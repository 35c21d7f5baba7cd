//! Leaf bin storage (spec §4.1, component C2).
use std::rc::Rc;

use crate::props::{InsertProps, TraverseProps};
use crate::value::IntervalValue;

/// A cursor over the sorted insertion batch, shared across the bins a single
/// insert descends through. Threading a cursor (rather than splicing the
/// batch in place) keeps the borrow checker happy while preserving the
/// spec's invariant that each entry is consumed exactly once.
pub struct InsertCursor<'d, V> {
    data: &'d [Rc<V>],
    pos: usize,
}

impl<'d, V: IntervalValue> InsertCursor<'d, V> {
    pub fn new(data: &'d [Rc<V>]) -> Self {
        Self { data, pos: 0 }
    }

    pub fn peek(&self) -> Option<&Rc<V>> {
        self.data.get(self.pos)
    }

    pub fn advance(&mut self) -> Option<&Rc<V>> {
        let item = self.data.get(self.pos);
        if item.is_some() {
            self.pos += 1;
        }
        item
    }

    /// Entries left to consume. Invariant 6 (§8): a façade-level insert must
    /// drain this to zero unless the caller supplied its own cursor
    /// position to resume from (the `dataIndex` option in the source).
    pub fn remaining(&self) -> usize {
        self.data.len() - self.pos
    }

    pub fn position(&self) -> usize {
        self.pos
    }

    /// Peeks ahead (without consuming) for every distinct start coordinate
    /// in `[from, to)`, used by the leaf-level insert path to pre-compute
    /// which key boundaries it needs before descending slot by slot.
    pub fn starts_within(&self, from: i64, to: i64) -> Vec<i64> {
        let mut out = Vec::new();
        for entry in &self.data[self.pos..] {
            let s = entry.start();
            if s >= to {
                break;
            }
            if s >= from && out.last() != Some(&s) {
                out.push(s);
            }
        }
        out
    }
}

/// The outcome of removing entries from a bin.
pub enum BinRemoveOutcome {
    /// The bin still holds data.
    Remains,
    /// Both lists are now empty; the caller should replace this slot with
    /// the filler (`Empty` or `Unloaded`, per the remove call's `convert_to`).
    Gone,
}

/// Leaf-level storage for a single coordinate sub-range. Holds intervals
/// starting exactly at `start` (`start_list`) and intervals flowing in from
/// the left (`continued_list`).
#[derive(Clone, Debug)]
pub struct DataBin<V: IntervalValue> {
    start: i64,
    start_list: Vec<Rc<V>>,
    continued_list: Vec<Rc<V>>,
}

impl<V: IntervalValue> DataBin<V> {
    pub fn new(start: i64) -> Self {
        Self {
            start,
            start_list: Vec::new(),
            continued_list: Vec::new(),
        }
    }

    pub fn with_lists(start: i64, start_list: Vec<Rc<V>>, continued_list: Vec<Rc<V>>) -> Self {
        Self {
            start,
            start_list,
            continued_list,
        }
    }

    pub fn start(&self) -> i64 {
        self.start
    }

    pub fn start_list(&self) -> &[Rc<V>] {
        &self.start_list
    }

    pub fn continued_list(&self) -> &[Rc<V>] {
        &self.continued_list
    }

    pub fn is_empty(&self) -> bool {
        self.start_list.is_empty() && self.continued_list.is_empty()
    }

    /// Runs the §4.1 insert procedure against the shared cursor.
    ///
    /// `carry` is the continued-list handed down from the bin immediately
    /// to the left (or the seed `continuedList` on the first bin of a
    /// multi-range insert); it is merged into `self.continued_list` and left
    /// untouched for the caller to recompute into the next bin's carry via
    /// [`DataBin::carry_forward`].
    ///
    /// Returns the maximum `end` observed among entries newly placed in
    /// this bin's `start_list`, used by the caller to grow
    /// `postInsertionOpRange.end`.
    pub fn insert(
        &mut self,
        cursor: &mut InsertCursor<V>,
        carry: &[Rc<V>],
        props: &mut InsertProps<V>,
    ) -> Option<i64> {
        // Step 1: fold cursor entries that start strictly before this bin
        // into a local carry extension, firing dataCallback once each.
        let mut extra_carry = Vec::new();
        while let Some(next) = cursor.peek() {
            if next.start() >= self.start {
                break;
            }
            let entry = cursor.advance().expect("peeked Some").clone();
            if let Some(cb) = props.data_callback.as_mut() {
                cb(&entry);
            }
            if entry.end() > self.start {
                extra_carry.push(entry);
            }
        }

        // Step 2: merge carry-forward (filtered to entries that still reach
        // this bin) into our own continued_list.
        for entry in carry.iter().chain(extra_carry.iter()) {
            if entry.end() <= self.start {
                continue;
            }
            if !self
                .continued_list
                .iter()
                .any(|existing| Rc::ptr_eq(existing, entry))
            {
                self.continued_list.push(entry.clone());
            }
        }
        self.continued_list.sort_by(|a, b| V::compare(a, b));

        // Step 3: consume entries whose start equals this bin's start.
        let mut new_entries = Vec::new();
        while let Some(next) = cursor.peek() {
            if next.start() != self.start {
                break;
            }
            new_entries.push(cursor.advance().expect("peeked Some").clone());
        }

        let mut max_end = new_entries.iter().map(|e| e.end()).max();

        if new_entries.is_empty() {
            // Nothing new at this coordinate; leave start_list as-is.
        } else if !props.add_new {
            for entry in &new_entries {
                if let Some(cb) = props.data_callback.as_mut() {
                    cb(entry);
                }
            }
            self.start_list = new_entries;
        } else {
            for entry in new_entries {
                let is_dup = !props.allow_duplicates
                    && self.start_list.iter().any(|e| e.equal_to(&entry));
                if is_dup {
                    continue;
                }
                if let Some(cb) = props.data_callback.as_mut() {
                    cb(&entry);
                }
                self.start_list.push(entry);
            }
            self.start_list.sort_by(|a, b| V::compare(a, b));
        }

        if max_end.is_none() {
            max_end = self.start_list.iter().map(|e| e.end()).max();
        }
        max_end
    }

    /// The continued-list to hand to the bin starting at `next_start`:
    /// everything this bin holds (its own `start_list` plus whatever
    /// flowed into it) that still reaches past `next_start`.
    pub fn carry_forward(&self, next_start: i64) -> Vec<Rc<V>> {
        let mut out: Vec<Rc<V>> = self
            .start_list
            .iter()
            .chain(self.continued_list.iter())
            .filter(|e| e.end() > next_start)
            .cloned()
            .collect();
        out.sort_by(|a, b| V::compare(a, b));
        out
    }

    /// Removes entries starting at this bin's coordinate. `target`
    /// identifies which entry (or entries, if `exact_match` is false and
    /// several share the start coordinate) to drop.
    pub fn remove(&mut self, target: &V, exact_match: bool, props: &mut InsertProps<V>) -> BinRemoveOutcome {
        self.start_list.retain(|e| {
            let matches = if exact_match {
                e.equal_to(target)
            } else {
                e.start() == target.start()
            };
            if matches {
                if let Some(cb) = props.data_callback.as_mut() {
                    cb(e);
                }
            }
            !matches
        });
        if self.is_empty() {
            BinRemoveOutcome::Gone
        } else {
            BinRemoveOutcome::Remains
        }
    }

    /// Invokes the data callback on every interval in this bin. On the
    /// first bin of a traversal range both lists are visited; on later
    /// bins only `start_list` is, so that an interval spanning many bins is
    /// only ever handed to the callback once (spec §4.1, §8 invariant 3).
    ///
    /// Returns `false` the moment a filter or callback returns falsy and
    /// `breakOnFalse` is set, so the caller can halt the wider traversal.
    pub fn traverse(&self, is_first_bin: bool, props: &mut TraverseProps<V>) -> bool {
        if is_first_bin {
            for entry in self.continued_list.iter().chain(self.start_list.iter()) {
                if !self.visit_one(entry, props) {
                    return false;
                }
            }
        } else {
            for entry in self.start_list.iter() {
                if !self.visit_one(entry, props) {
                    return false;
                }
            }
        }
        true
    }

    /// Visits one entry. Only the data callback's return value can abort the
    /// wider traversal (when `break_on_false` is set); a filter rejecting an
    /// entry just skips it (spec §8 scenario S4: filtering out minus-strand
    /// entries under `breakOnFalse` still yields every matching entry across
    /// the whole range, it does not stop at the first rejection).
    fn visit_one(&self, entry: &Rc<V>, props: &mut TraverseProps<V>) -> bool {
        if let Some(filter) = props.data_filter.as_mut() {
            if !filter(entry) {
                return true;
            }
        }
        if let Some(cb) = props.data_callback.as_mut() {
            let keep_going = cb(entry);
            if !keep_going && props.break_on_false {
                return false;
            }
        }
        true
    }

    /// Attempts to absorb `right` (spec §4.1 "merge-after"). Returns `true`
    /// when `right`'s `start_list` was empty and it can be dropped by the
    /// caller (everything it held is implied by `self`). Otherwise projects
    /// `self`'s own lists forward into `right.continued_list`, without
    /// replacing any entry already present there with a structurally-equal
    /// foreign clone (identity of stored data is preserved).
    pub fn merge_after(&self, right: &mut DataBin<V>) -> bool {
        if right.start_list.is_empty() {
            return true;
        }
        for entry in self.start_list.iter().chain(self.continued_list.iter()) {
            if entry.end() <= right.start {
                continue;
            }
            let already_present = right
                .continued_list
                .iter()
                .any(|existing| Rc::ptr_eq(existing, entry) || existing.equal_to(entry));
            if !already_present {
                right.continued_list.push(entry.clone());
            }
        }
        right.continued_list.sort_by(|a, b| V::compare(a, b));
        false
    }
}

#[cfg(test)]
mod test {
    use super::*;
    use crate::value::GenomicInterval;

    fn iv(start: i64, end: i64) -> Rc<GenomicInterval<u32>> {
        Rc::new(GenomicInterval::new("chr1", start, end, 0))
    }

    #[test]
    fn insert_replaces_start_list_when_add_new_false() {
        let mut bin = DataBin::new(10);
        let data = vec![iv(10, 20), iv(10, 30)];
        let mut cursor = InsertCursor::new(&data);
        let mut props = InsertProps::default();
        bin.insert(&mut cursor, &[], &mut props);
        assert_eq!(bin.start_list().len(), 2);
        assert_eq!(cursor.remaining(), 0);
    }

    #[test]
    fn insert_merge_append_suppresses_duplicates() {
        let mut bin = DataBin::new(10);
        bin.start_list.push(iv(10, 20));
        let data = vec![iv(10, 20)];
        let mut cursor = InsertCursor::new(&data);
        let mut props = InsertProps {
            add_new: true,
            allow_duplicates: false,
            ..Default::default()
        };
        bin.insert(&mut cursor, &[], &mut props);
        assert_eq!(bin.start_list().len(), 1);
    }

    #[test]
    fn carry_forward_drops_entries_that_end_before_next_bin() {
        let bin = DataBin::with_lists(10, vec![iv(10, 15), iv(10, 100)], vec![]);
        let carried = bin.carry_forward(50);
        assert_eq!(carried.len(), 1);
        assert_eq!(carried[0].end, 100);
    }

    #[test]
    fn merge_after_absorbs_empty_right_neighbor() {
        let left = DataBin::with_lists(10, vec![iv(10, 100)], vec![]);
        let mut right = DataBin::new(50);
        assert!(left.merge_after(&mut right));
    }

    #[test]
    fn merge_after_projects_without_replacing_existing_identity() {
        let stored = iv(10, 100);
        let left = DataBin::with_lists(10, vec![stored.clone()], vec![]);
        let mut right = DataBin::with_lists(50, vec![iv(50, 60)], vec![stored.clone()]);
        let absorbed = left.merge_after(&mut right);
        assert!(!absorbed);
        // The right bin's own copy of `stored` must remain the same Rc, not
        // be replaced by a foreign clone pushed from the left projection.
        assert!(right.continued_list.iter().any(|e| Rc::ptr_eq(e, &stored)));
        assert_eq!(
            right.continued_list.iter().filter(|e| e.start == 10).count(),
            1
        );
    }
}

--------------------

§ Task objective
The expected answer is a copy of each line in the records that holds the word "usize".

§ Output of the task
    pos: usize,
    pub fn remaining(&self) -> usize {
    pub fn position(&self) -> usize {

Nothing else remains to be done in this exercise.